Un provvedimento resosi necessario per contrastare al meglio l’incremento dei casi, in una zona delicata come il palermitano, dove nella giornata di ieri il bollettino riportava 70 nuovi contagi e gli ospedali sono già sotto stress. La decisione è stata adottata dopo un vertice con l’assessore alla Salute Ruggero Razza e il direttore generale dell’Asp di Palermo Daniela Faraoni, che hanno esaminato l’andamento del contagio e la pericolosa promiscuità all’interno delle strutture. La situazione, inoltre, è stata peggiorata dal fatto che la quasi totalità degli ospiti asintomatici ha rifiutato di farsi trasferire al Covid Hotel San Paolo. per la quarantena obbligatoria.

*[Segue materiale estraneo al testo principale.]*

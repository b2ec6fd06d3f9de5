use anyhow::Result as AnyResult;
use chrono::{Duration as ChronoDuration, Utc};
use herald_application::payloads::{FeatureUsed, UserRegistered};
use herald_application::{AppError, EventManager, EventManagerConfig};
use herald_domain::error::EventError;
use herald_domain::event::Event;
use herald_domain::eventing::{DispatcherConfig, EventHandler};
use herald_domain::replay::ReplayOptions;
use serde_json::json;
use std::sync::Arc;
use std::sync::atomic::{AtomicUsize, Ordering};
use std::time::Duration;
use tokio_util::sync::CancellationToken;

fn manager() -> AnyResult<EventManager> {
    let config = EventManagerConfig {
        dispatcher: DispatcherConfig {
            worker_count: 2,
            enable_metrics: false,
            retry_interval: Duration::from_millis(10),
            ..Default::default()
        },
        ..Default::default()
    };
    Ok(EventManager::builder().config(config).build()?)
}

async fn wait_processed(manager: &EventManager, n: u64) {
    let _ = tokio::time::timeout(Duration::from_secs(3), async {
        while manager.metrics().processed < n {
            tokio::time::sleep(Duration::from_millis(10)).await;
        }
    })
    .await;
}

#[tokio::test(flavor = "multi_thread")]
async fn publish_after_shutdown_surfaces_as_app_error() -> AnyResult<()> {
    let manager = manager()?;
    manager.start();
    manager.shutdown().await;

    let err = manager
        .publish(Event::new("page.viewed", json!({})))
        .unwrap_err();
    assert!(matches!(err, AppError::Event(EventError::ShuttingDown)));
    Ok(())
}

#[tokio::test(flavor = "multi_thread")]
async fn user_events_can_be_replayed_by_type() -> AnyResult<()> {
    let manager = manager()?;
    manager.start();

    manager.publish_payload(&UserRegistered {
        user_id: 3,
        username: "mia".into(),
        email: "mia@example.com".into(),
        nickname: String::new(),
        registration_source: "web".into(),
    })?;
    manager.publish_payload(&FeatureUsed {
        user_id: 3,
        feature_name: "compare".into(),
        action: "open".into(),
        parameters: Default::default(),
        success: true,
        duration: Duration::from_millis(120),
    })?;
    wait_processed(&manager, 2).await;

    let now = Utc::now();
    let options = ReplayOptions::builder()
        .event_type("feature.used")
        .start_time(now - ChronoDuration::minutes(5))
        .end_time(now + ChronoDuration::minutes(1))
        .build();
    let result = manager
        .replayer()
        .replay_events(&options, &CancellationToken::new())
        .await?;
    assert_eq!(result.total_events, 1);
    assert_eq!(result.processed_events, 1);

    wait_processed(&manager, 3).await;
    manager.shutdown().await;

    let counted = manager
        .metrics_handler()
        .type_metrics("feature.used")
        .map(|m| m.count);
    assert_eq!(counted, Some(2));
    // 重放不会产生新的存储记录
    let stored = manager.store().get_events_by_user(3, 0, 0).await?;
    assert_eq!(stored.len(), 2);
    Ok(())
}

/// 慢速计数处理器
#[derive(Clone, Default)]
struct SlowCounter {
    calls: Arc<AtomicUsize>,
}

#[async_trait::async_trait]
impl EventHandler for SlowCounter {
    fn handler_name(&self) -> &str {
        "slow_counter"
    }

    async fn handle(&self, _event: &Event) -> anyhow::Result<()> {
        tokio::time::sleep(Duration::from_millis(50)).await;
        self.calls.fetch_add(1, Ordering::SeqCst);
        Ok(())
    }
}

#[tokio::test(flavor = "multi_thread")]
async fn publish_sync_returns_after_registered_handlers_ran() -> AnyResult<()> {
    let manager = manager()?;
    let counter = SlowCounter::default();
    manager.register_handler("prediction.created", Arc::new(counter.clone()))?;
    manager.start();

    manager
        .publish_sync(
            Event::new("prediction.created", json!({"user_id": 5})),
            Duration::from_secs(2),
        )
        .await?;
    assert_eq!(counter.calls.load(Ordering::SeqCst), 1);

    // 等待者已退订，后续发布不受影响
    manager.publish(Event::new("prediction.created", json!({"user_id": 5})))?;
    wait_processed(&manager, 2).await;
    manager.shutdown().await;

    assert_eq!(counter.calls.load(Ordering::SeqCst), 2);
    assert_eq!(manager.dispatcher().handler_count("prediction.created"), 1);
    Ok(())
}

#[tokio::test(flavor = "multi_thread")]
async fn publish_sync_times_out_when_nothing_consumes() -> AnyResult<()> {
    let manager = manager()?;

    let event = Event::new("page.viewed", json!({}));
    let expected_id = event.event_id().to_string();
    let err = manager
        .publish_sync(event, Duration::from_millis(50))
        .await
        .unwrap_err();
    match err {
        AppError::SyncTimeout { event_id, timeout } => {
            assert_eq!(event_id, expected_id);
            assert_eq!(timeout, Duration::from_millis(50));
        }
        other => panic!("unexpected error: {other}"),
    }
    assert_eq!(manager.dispatcher().handler_count("page.viewed"), 0);

    let err = manager
        .publish_sync(Event::new("page.viewed", json!({})), Duration::ZERO)
        .await
        .unwrap_err();
    assert!(matches!(err, AppError::Validation(_)));
    Ok(())
}
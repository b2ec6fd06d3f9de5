//! 事件重放（replay）
//!
//! 在时间窗口、批次大小与事件数量的约束下，将事件存储中的历史事件
//! 重新注入事件总线；支持演练（dry run）与中途取消。
//!
mod options;
mod replayer;

pub use options::{
    DEFAULT_BATCH_SIZE, MAX_BATCH_SIZE, MAX_REPLAY_EVENTS, MAX_REPLAY_WINDOW, MIN_BATCH_SIZE,
    ReplayOptions, STATUS_LOOKBACK, USER_REPLAY_BATCH_SIZE,
};
pub use replayer::{EventReplayer, ReplayError, ReplayOutcome, ReplayResult, ReplayStatus};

Adesso, l’ingresso e l’uscita dai centri sarà limitato solo gli operatori sanitari e socio-sanitari e al personale impegnato nella assistenza alle attività inerenti l’emergenza. A garantire la effettività dell’ordinanza di Musumeci, adottata ai sensi dell’articolo 3 del Dl 25 marzo 2020 n.19, dovranno essere le forze dell’ordine, all’esterno delle strutture. Nei quattro Centri della Missione già ieri sono stati inviati gruppi tecnici dell’Azienda sanitaria della Regione per verificare la piena osservanza delle misure di prevenzione e quattro squadre Usca per sottoporre a tampone rapido gli oltre settecento ospiti.